Problem details:
Show all lines below holding the string "elapsed".
++++ Source material ++++
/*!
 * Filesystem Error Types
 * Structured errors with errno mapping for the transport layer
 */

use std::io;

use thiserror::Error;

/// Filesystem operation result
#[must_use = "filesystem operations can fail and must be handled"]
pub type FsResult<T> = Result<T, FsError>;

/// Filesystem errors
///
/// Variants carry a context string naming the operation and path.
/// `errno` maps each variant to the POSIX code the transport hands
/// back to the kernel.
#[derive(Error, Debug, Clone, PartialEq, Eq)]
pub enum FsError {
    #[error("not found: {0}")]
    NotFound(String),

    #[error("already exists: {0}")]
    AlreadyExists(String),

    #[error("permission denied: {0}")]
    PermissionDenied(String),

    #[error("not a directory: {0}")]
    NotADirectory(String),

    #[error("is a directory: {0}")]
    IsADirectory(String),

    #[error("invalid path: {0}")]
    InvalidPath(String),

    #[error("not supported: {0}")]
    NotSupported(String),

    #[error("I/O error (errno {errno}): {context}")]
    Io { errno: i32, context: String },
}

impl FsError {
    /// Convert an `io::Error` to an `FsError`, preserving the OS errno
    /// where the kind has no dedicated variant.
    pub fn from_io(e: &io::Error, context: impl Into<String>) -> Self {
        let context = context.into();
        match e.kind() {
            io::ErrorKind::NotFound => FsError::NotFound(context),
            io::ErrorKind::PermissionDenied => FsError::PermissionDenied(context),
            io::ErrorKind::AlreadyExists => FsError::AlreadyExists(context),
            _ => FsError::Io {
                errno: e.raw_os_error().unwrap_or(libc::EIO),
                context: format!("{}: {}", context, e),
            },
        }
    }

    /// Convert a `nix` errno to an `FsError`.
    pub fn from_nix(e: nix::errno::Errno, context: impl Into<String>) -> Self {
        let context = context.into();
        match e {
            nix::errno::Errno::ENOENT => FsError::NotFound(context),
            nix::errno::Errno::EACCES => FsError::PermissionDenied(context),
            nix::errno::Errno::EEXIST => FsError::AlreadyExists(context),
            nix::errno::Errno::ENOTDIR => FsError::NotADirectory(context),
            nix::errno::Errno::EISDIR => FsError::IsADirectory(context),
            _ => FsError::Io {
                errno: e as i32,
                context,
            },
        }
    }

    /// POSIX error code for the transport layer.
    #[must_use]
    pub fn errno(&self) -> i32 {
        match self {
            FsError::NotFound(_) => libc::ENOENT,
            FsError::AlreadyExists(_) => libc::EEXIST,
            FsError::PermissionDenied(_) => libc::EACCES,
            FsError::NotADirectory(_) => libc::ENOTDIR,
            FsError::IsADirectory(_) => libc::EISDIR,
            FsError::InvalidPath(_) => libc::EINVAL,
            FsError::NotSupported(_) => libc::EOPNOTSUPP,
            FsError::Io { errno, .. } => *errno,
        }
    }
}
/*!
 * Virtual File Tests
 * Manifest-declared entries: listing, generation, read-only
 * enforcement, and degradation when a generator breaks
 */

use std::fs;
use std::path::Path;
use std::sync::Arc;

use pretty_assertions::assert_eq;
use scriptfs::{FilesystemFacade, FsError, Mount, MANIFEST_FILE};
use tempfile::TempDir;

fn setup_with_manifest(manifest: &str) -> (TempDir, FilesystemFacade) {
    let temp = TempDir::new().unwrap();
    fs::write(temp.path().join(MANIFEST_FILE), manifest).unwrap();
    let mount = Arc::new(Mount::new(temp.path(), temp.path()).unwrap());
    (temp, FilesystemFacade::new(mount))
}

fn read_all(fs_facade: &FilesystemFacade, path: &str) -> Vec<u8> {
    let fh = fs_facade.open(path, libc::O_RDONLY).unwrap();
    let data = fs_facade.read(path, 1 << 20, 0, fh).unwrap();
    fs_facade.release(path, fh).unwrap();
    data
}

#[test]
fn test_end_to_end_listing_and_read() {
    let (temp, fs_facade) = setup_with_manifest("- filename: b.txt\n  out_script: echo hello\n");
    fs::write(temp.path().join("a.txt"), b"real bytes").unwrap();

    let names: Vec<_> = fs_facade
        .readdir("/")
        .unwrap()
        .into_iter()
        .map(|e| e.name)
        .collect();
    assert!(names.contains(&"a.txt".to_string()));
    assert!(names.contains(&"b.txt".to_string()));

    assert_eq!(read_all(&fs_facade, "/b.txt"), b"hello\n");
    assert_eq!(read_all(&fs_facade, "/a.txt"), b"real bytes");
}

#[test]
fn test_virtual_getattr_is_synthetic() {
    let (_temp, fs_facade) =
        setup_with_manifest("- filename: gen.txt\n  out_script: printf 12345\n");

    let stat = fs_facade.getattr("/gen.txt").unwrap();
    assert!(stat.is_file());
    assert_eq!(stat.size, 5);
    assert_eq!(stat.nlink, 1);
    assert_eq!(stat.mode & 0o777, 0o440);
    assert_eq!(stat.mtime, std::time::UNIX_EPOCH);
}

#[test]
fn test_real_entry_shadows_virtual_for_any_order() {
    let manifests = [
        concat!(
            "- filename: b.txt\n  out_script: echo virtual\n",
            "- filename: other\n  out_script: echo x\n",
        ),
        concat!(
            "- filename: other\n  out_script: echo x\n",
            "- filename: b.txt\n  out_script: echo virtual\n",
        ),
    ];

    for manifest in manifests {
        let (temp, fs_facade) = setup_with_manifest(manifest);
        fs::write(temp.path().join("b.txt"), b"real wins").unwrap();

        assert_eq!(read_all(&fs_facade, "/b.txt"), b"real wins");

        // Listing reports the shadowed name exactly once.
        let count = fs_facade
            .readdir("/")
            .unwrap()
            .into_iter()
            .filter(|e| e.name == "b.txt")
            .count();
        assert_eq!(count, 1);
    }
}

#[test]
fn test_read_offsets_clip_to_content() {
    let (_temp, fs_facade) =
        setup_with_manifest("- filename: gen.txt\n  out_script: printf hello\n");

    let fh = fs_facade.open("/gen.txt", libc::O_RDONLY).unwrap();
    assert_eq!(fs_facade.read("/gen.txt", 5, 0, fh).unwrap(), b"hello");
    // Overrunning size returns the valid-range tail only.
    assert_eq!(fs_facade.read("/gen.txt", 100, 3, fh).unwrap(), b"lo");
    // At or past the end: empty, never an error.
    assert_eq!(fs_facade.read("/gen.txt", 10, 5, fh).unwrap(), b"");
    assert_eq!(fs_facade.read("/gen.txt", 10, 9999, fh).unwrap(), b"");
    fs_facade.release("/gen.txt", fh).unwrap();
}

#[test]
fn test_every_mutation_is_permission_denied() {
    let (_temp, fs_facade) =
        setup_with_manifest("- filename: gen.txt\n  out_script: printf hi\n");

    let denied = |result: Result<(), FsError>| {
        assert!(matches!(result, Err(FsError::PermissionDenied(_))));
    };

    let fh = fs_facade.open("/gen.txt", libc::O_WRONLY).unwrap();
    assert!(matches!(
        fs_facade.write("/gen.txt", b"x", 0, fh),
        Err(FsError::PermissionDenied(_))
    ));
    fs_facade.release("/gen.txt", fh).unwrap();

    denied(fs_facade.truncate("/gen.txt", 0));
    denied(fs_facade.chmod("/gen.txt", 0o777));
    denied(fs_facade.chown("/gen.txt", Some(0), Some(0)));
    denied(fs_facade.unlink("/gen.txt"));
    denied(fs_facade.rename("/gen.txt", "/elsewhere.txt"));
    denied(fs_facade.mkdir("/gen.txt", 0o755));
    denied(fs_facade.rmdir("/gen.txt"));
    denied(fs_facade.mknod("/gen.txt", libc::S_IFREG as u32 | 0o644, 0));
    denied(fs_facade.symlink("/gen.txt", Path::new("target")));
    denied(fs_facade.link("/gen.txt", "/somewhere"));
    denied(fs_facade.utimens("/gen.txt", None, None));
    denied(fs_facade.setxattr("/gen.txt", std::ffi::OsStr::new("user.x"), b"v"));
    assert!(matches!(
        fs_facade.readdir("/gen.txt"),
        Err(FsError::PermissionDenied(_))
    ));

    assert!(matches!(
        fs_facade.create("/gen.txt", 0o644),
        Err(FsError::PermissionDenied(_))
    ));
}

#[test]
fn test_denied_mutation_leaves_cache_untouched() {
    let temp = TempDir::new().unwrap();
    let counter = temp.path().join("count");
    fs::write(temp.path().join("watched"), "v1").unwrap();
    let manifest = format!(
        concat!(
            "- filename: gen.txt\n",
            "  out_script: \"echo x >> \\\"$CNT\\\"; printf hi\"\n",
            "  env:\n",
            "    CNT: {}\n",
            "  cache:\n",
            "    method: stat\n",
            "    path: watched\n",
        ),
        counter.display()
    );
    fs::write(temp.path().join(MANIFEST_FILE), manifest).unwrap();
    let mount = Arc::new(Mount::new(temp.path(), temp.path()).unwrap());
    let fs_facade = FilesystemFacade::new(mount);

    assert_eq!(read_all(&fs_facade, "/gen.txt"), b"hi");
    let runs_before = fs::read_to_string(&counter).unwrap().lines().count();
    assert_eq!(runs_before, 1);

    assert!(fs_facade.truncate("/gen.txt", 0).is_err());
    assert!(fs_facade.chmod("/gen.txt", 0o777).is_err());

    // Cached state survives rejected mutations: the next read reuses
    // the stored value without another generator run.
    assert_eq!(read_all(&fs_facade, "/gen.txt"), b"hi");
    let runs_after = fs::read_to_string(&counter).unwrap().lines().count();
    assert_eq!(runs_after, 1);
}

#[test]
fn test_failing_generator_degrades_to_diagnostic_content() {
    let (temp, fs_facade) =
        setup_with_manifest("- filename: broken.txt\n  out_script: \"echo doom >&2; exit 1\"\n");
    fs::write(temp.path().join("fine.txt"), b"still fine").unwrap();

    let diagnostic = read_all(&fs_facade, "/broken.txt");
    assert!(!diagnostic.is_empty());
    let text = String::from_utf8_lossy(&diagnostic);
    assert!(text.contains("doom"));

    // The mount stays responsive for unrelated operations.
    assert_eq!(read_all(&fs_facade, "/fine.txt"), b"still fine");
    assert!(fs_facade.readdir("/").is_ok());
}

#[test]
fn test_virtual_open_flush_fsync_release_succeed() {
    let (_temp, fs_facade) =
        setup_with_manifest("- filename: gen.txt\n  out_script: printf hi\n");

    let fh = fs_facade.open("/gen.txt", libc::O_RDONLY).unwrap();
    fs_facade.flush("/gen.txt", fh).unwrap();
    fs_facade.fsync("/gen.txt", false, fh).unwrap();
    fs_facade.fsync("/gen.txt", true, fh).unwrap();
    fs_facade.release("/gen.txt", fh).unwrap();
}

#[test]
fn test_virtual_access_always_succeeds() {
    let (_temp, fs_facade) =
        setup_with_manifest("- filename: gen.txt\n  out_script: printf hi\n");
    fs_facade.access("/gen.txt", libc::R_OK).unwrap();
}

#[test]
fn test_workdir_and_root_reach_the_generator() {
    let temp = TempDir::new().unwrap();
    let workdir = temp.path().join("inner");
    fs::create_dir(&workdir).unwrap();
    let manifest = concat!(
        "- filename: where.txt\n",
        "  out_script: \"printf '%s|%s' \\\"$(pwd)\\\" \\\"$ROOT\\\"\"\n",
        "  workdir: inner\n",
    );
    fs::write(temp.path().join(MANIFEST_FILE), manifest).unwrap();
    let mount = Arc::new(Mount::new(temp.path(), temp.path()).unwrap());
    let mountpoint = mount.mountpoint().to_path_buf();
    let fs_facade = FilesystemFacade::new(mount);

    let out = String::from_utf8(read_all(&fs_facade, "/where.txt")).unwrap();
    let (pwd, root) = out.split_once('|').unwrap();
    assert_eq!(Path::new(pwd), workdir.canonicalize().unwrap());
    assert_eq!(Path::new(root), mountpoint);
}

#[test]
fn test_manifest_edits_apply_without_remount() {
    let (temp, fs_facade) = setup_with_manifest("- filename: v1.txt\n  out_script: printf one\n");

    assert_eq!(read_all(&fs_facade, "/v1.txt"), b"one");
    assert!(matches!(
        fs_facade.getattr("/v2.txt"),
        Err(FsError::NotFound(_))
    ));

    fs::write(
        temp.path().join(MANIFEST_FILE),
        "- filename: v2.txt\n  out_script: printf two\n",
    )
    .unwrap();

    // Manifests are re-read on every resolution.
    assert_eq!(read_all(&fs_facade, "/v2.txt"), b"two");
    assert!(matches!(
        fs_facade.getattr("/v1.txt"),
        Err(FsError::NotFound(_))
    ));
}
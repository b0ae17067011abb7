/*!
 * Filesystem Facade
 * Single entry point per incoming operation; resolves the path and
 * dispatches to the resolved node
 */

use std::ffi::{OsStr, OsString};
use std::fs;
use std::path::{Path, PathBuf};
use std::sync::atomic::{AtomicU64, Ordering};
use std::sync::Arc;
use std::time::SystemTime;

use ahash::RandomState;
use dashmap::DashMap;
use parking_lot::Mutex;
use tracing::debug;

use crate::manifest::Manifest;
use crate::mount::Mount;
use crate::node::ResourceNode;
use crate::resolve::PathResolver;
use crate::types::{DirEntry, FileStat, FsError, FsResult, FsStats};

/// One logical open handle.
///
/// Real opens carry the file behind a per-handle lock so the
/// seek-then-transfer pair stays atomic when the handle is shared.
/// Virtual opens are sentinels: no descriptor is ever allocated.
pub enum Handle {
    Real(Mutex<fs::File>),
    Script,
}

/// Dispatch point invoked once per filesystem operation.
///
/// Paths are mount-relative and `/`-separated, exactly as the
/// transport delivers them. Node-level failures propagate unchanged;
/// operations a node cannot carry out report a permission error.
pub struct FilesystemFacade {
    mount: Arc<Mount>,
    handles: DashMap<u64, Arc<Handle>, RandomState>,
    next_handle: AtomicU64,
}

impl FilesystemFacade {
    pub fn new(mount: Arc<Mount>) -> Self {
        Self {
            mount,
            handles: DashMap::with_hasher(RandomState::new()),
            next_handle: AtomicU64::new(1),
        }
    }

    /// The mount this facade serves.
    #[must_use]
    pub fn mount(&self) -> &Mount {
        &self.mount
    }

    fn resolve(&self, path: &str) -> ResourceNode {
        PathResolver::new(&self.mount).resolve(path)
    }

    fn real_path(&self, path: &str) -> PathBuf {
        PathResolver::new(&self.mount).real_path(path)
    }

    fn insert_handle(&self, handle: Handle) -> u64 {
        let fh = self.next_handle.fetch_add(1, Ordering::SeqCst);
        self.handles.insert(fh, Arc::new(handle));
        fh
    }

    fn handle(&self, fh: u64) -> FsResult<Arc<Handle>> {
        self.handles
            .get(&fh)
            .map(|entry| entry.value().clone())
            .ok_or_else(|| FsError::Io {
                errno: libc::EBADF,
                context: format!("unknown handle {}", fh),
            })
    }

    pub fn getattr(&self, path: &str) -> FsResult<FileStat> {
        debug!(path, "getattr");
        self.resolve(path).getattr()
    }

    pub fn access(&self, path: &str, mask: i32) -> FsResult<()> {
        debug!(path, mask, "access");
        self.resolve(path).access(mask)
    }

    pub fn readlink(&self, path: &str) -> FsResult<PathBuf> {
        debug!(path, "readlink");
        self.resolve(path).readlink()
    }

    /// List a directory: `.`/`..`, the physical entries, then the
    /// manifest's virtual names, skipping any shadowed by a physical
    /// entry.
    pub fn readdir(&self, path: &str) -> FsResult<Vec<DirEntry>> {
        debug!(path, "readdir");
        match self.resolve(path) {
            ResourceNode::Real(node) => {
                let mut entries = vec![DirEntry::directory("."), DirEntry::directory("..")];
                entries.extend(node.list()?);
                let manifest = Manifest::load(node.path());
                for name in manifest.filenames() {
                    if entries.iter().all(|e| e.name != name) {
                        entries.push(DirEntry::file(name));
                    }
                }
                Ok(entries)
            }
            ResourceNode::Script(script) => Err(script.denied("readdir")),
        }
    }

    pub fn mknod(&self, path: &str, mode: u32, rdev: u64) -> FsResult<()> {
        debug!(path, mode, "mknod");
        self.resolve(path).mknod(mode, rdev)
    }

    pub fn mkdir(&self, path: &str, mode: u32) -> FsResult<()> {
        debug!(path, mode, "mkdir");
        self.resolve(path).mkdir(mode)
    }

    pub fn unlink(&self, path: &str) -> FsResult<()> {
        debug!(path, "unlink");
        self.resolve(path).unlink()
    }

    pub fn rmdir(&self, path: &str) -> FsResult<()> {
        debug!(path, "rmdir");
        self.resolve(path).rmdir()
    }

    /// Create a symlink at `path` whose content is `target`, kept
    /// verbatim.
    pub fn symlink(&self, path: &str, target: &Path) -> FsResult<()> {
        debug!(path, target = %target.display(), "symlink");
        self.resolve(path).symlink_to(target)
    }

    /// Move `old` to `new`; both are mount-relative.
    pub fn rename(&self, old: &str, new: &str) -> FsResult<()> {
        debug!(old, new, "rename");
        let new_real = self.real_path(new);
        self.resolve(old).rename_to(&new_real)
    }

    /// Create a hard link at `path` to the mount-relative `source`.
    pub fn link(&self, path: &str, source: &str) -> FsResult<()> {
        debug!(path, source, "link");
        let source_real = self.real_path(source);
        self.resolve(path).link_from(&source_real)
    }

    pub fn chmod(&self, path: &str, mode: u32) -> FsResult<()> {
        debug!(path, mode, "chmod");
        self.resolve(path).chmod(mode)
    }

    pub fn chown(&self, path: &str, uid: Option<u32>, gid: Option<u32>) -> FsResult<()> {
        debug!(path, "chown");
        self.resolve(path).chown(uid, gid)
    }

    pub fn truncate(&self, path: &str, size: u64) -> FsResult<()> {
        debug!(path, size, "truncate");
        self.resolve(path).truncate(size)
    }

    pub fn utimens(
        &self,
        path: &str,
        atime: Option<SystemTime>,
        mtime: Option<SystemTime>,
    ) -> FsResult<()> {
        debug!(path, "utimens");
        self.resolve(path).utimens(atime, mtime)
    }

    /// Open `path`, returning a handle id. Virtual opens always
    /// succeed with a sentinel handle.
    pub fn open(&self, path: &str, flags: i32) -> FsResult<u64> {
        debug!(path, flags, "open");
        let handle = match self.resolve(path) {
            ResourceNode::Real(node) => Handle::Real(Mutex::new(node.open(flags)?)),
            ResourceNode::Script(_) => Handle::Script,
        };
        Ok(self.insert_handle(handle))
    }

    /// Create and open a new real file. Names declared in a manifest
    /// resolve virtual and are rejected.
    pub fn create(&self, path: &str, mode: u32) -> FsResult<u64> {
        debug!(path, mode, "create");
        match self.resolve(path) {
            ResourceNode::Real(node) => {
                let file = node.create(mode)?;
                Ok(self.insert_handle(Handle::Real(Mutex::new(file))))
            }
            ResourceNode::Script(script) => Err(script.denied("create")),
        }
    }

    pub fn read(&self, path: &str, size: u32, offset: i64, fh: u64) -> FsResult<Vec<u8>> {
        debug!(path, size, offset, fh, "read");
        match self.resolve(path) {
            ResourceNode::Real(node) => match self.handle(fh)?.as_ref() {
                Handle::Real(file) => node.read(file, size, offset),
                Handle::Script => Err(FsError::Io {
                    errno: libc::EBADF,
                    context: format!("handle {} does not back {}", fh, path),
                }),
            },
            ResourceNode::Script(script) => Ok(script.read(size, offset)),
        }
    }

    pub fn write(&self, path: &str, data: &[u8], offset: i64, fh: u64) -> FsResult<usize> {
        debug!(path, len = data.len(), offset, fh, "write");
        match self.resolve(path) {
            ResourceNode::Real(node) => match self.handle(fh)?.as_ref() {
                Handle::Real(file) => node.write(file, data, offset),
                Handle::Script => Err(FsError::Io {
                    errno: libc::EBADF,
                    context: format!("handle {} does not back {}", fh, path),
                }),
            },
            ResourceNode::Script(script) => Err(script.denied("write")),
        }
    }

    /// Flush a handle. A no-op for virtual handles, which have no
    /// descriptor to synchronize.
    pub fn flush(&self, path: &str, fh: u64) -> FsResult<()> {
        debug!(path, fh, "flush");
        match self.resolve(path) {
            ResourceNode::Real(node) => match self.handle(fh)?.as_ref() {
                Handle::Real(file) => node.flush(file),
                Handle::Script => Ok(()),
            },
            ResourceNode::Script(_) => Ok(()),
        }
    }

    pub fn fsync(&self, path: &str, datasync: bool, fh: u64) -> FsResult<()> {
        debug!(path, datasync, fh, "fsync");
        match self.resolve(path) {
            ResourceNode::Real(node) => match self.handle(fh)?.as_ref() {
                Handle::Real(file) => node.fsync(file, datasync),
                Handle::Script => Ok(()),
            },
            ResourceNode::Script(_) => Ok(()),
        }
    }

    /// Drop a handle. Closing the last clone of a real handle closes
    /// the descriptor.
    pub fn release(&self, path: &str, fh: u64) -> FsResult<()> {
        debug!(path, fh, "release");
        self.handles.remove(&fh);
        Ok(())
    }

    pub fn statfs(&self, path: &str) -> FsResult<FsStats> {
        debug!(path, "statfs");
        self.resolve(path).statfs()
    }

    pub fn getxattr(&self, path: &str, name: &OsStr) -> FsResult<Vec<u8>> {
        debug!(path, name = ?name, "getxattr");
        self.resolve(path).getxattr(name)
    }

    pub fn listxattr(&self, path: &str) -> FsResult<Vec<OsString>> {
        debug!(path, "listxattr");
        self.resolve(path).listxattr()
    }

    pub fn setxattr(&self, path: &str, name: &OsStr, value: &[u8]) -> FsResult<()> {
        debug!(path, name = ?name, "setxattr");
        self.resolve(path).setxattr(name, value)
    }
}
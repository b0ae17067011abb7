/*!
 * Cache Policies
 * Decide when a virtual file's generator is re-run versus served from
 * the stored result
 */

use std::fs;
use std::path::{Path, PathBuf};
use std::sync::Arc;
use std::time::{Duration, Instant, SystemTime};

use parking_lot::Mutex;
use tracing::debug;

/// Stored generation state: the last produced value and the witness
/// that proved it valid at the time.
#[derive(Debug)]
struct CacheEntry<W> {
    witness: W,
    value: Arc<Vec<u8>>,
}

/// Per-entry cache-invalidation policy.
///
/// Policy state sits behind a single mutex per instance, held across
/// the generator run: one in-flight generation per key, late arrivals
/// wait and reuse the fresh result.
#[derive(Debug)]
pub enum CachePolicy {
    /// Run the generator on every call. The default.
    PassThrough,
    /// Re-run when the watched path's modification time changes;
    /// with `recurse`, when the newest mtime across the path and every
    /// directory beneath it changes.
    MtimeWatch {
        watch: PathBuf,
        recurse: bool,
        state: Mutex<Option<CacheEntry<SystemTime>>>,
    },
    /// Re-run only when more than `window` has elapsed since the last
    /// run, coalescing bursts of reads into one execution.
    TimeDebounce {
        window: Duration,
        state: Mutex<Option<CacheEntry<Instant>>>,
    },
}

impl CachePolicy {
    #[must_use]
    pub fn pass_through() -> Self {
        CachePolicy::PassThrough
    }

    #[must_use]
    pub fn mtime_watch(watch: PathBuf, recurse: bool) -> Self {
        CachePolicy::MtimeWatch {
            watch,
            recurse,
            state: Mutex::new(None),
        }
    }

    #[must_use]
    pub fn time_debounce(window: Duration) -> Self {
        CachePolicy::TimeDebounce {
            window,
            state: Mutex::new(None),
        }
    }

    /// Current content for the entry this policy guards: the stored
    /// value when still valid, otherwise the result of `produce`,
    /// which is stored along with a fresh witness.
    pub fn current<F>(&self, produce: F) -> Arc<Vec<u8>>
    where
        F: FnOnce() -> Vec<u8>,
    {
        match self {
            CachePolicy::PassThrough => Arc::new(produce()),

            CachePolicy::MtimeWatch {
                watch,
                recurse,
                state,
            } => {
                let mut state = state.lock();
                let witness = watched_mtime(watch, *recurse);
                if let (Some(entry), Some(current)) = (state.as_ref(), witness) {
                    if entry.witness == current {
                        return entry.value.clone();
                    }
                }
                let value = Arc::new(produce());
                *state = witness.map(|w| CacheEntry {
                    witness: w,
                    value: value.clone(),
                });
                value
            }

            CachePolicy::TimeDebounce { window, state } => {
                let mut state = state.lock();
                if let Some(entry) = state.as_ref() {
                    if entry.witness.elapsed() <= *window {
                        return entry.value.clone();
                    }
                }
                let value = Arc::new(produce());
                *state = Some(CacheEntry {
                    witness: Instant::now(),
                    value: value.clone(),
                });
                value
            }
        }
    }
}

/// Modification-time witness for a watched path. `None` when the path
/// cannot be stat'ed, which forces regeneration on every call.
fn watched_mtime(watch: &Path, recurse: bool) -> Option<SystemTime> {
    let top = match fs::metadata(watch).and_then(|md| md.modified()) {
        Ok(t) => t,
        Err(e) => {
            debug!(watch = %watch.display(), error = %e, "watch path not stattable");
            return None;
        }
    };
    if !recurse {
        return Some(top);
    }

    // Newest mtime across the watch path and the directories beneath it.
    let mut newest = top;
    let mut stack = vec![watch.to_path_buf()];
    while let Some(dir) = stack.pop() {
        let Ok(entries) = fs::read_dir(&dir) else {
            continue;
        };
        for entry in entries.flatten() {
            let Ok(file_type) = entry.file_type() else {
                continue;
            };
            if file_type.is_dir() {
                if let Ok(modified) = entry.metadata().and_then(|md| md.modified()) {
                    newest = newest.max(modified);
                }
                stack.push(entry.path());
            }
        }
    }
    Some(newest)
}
++++
Response area:
    /// Re-run only when more than `window` has elapsed since the last
                    if entry.witness.elapsed() <= *window {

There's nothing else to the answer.